13Может, стоило нажать на ручку? Умом я понимаю, что Геннадий, как и я, надеялся повернуть время вспять. В тот вечер у окна он был прежним, тем, кто, лежа на больничной койке, загипсованный и беспомощный, поразил меня своей силой, тем, кто привык и умел справляться со своими слабостями. Он ревновал к призракам, почуяв соперника, смолчал. Я растерялась и ждала от него действия.
Я говорила себе, что пытаюсь ради детей склеить то, что склеить невозможно, я врала себе, я еще чего-то ждала. Витя Бжания, с которым, возможно, я бы жила спокойно и защищенно, был мне подружкой, верной и бескорыстной, Геннадий был мужем. Межкомнатная перегородка разделила нас, дверь не открылась.
Наутро он был мрачен, отказался есть чуть подгоревшую «канцерогенную» яичницу и, не сдержавшись, вывалил на меня при детях все что думал – опять я была бросившей детей, холодной, любящей только себя рыбиной.
Я уплыла на работу, вильнув хвостом, глухая к его истерике, и целый день просидела с больными. Вечером привезли смешного дедку-гномика с тяжелейшей астмой. Я взяла ночную смену, подменила заболевшую сестру и осталась с ним до утра, просидела у койки, не смыкая глаз, купируя приступы, гладила его сморщенное личико, похожее на ссохшуюся тыкву. Я кланялась, как деревянная птичка из часового домика, с табуретки к кровати, отсчитывая поклонами не годы – часы жизни, что осталось ему прожить. Дедка умильно морщил нос, как мой Павлик, когда я кормила его грудью.
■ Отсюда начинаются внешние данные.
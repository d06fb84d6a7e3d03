use anyhow::{Context, Result};
use lotto6::{config, database, import};
use std::env;
use std::path::PathBuf;
use tracing_subscriber::EnvFilter;

fn main() -> Result<()> {
    let config = config::load();

    tracing_subscriber::fmt()
        .with_env_filter(EnvFilter::from_default_env().add_directive(tracing::Level::INFO.into()))
        .with_writer(std::io::stderr)
        .with_ansi(false)
        .init();

    let dir = env::args()
        .nth(1)
        .map(PathBuf::from)
        .unwrap_or(config.import_dir);

    let conn = database::create_database(&config.database_url)
        .with_context(|| format!("opening database {}", config.database_url))?;

    println!("🎲 Importing Lotto 6aus49 draws from {}", dir.display());
    let summary = import::import_directory(&conn, &dir)
        .with_context(|| format!("importing from {}", dir.display()))?;

    println!(
        "✅ {} files read: {} inserted, {} already stored, {} rejected",
        summary.files,
        summary.inserted,
        summary.duplicates,
        summary.rejected.len()
    );
    for rejection in &summary.rejected {
        println!("❌ {}: {}", rejection.source, rejection.reason);
    }
    if !summary.missing_dates.is_empty() {
        println!("⚠ {} draw dates have no record:", summary.missing_dates.len());
        for date in &summary.missing_dates {
            println!("   • {}", date.format("%d.%m.%Y"));
        }
    }

    Ok(())
}
fn tools() -> Vec<Tool> {
    let draw_fields = json!({
        "type": "object",
        "description": "Raw draw fields: date, draw_day, numbers, super_number, spiel77, super6"
    });

    vec![
        Tool {
            name: "validate_draw",
            description: "Validate raw draw fields without storing them",
            input_schema: json!({
                "type": "object",
                "properties": { "fields": draw_fields },
                "required": ["fields"]
            }),
        },
        Tool {
            name: "create_draw",
            description: "Validate a Lotto 6aus49 draw and store it",
            input_schema: json!({
                "type": "object",
                "properties": { "fields": draw_fields },
                "required": ["fields"]
            }),
        },
        Tool {
            name: "update_draw",
            description: "Apply a partial update to the draw stored for a date",
            input_schema: json!({
                "type": "object",
                "properties": {
                    "date": date_property("Draw date"),
                    "fields": {
                        "type": "object",
                        "description": "Any subset of draw_day, numbers, super_number, spiel77, super6"
                    }
                },
                "required": ["date", "fields"]
            }),
        },
        Tool {
            name: "get_draw_by_date",
            description: "Get the draw stored for a specific date",
            input_schema: json!({
                "type": "object",
                "properties": { "date": date_property("Draw date") },
                "required": ["date"]
            }),
        },
        Tool {
            name: "get_latest_draws",
            description: "Get the most recent draws",
            input_schema: json!({
                "type": "object",
                "properties": {
                    "limit": {
                        "type": "integer",
                        "description": "Number of draws to return (default: 10)"
                    }
                }
            }),
        },
        Tool {
            name: "get_draws_by_date_range",
            description: "Get draws within a date range, inclusive",
            input_schema: json!({
                "type": "object",
                "properties": {
                    "start_date": date_property("Start date"),
                    "end_date": date_property("End date")
                },
                "required": ["start_date", "end_date"]
            }),
        },
        Tool {
            name: "submit_contact_message",
            description: "Validate and store a contact form message",
            input_schema: with_requester(json!({
                "type": "object",
                "properties": {
                    "fields": {
                        "type": "object",
                        "description": "first_name, last_name, email, phone (optional), message"
                    }
                },
                "required": ["fields"]
            })),
        },
        Tool {
            name: "validate_simulation_parameters",
            description: "Check simulation parameters against the rules for their type",
            input_schema: json!({
                "type": "object",
                "properties": {
                    "simulation_type": {
                        "type": "string",
                        "description": "random, frequency_based, overdue_based, mixed_strategy or monte_carlo"
                    },
                    "parameters": { "type": "object" }
                },
                "required": ["simulation_type", "parameters"]
            }),
        },
        Tool {
            name: "save_simulation",
            description: "Save a simulation run for the calling user",
            input_schema: with_requester(json!({
                "type": "object",
                "properties": {
                    "simulation_type": { "type": "string" },
                    "simulation_name": { "type": "string" },
                    "parameters": { "type": "object" },
                    "results": { "type": "object" },
                    "is_public": { "type": "boolean" }
                },
                "required": ["simulation_type", "simulation_name", "parameters", "user_id"]
            })),
        },
        Tool {
            name: "list_simulations",
            description: "List the simulations visible to the caller",
            input_schema: with_requester(json!({
                "type": "object",
                "properties": {}
            })),
        },
        Tool {
            name: "save_analysis",
            description: "Save a draw analysis for the calling user",
            input_schema: with_requester(json!({
                "type": "object",
                "properties": {
                    "analysis_type": {
                        "type": "string",
                        "description": "frequently_seen, rarely_seen, overdue or pattern"
                    },
                    "analysis_name": { "type": "string" },
                    "parameters": { "type": "object" },
                    "results": { "type": "object" },
                    "chart_data": { "type": "object" },
                    "is_public": { "type": "boolean" }
                },
                "required": ["analysis_type", "analysis_name", "user_id"]
            })),
        },
        Tool {
            name: "list_analyses",
            description: "List the analyses visible to the caller",
            input_schema: with_requester(json!({
                "type": "object",
                "properties": {}
            })),
        },
        Tool {
            name: "create_database",
            description: "Create the Lotto 6aus49 tables if they do not exist",
            input_schema: json!({
                "type": "object",
                "properties": {}
            }),
        },
    ]
}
Наше противостояние, конечно, отражалось на детях. Валерка был из породы кукушат – он почти не жил дома, пропадал сначала в авиамодельном кружке, потом стал заниматься мотокроссом. Не знаю, как он там гонял, он никогда не хвастался победами, почетные грамоты и кубки прятал в свой шкаф и запирал на ключ, зато до поздней ночи пропадал в гаражах, приходил грязный и усталый и, если я готова была его слушать, сообщал мне важные сведения: как они увеличили мощность на «Яве» у Андрюшки Грина, какой карбюратор поставили Димке Москвитину. Гайки, амортизаторы, перепаянные наискось глушители притягивали его, заполняли все пространство комнаты. Наставления, иконки, молитвы и разговоры Геннадия о душевной чистоте отскакивали от него, как галька от «уазика» отставного полковника Диденко, который они покрасили по юбку в три слоя защитной «антигравийкой».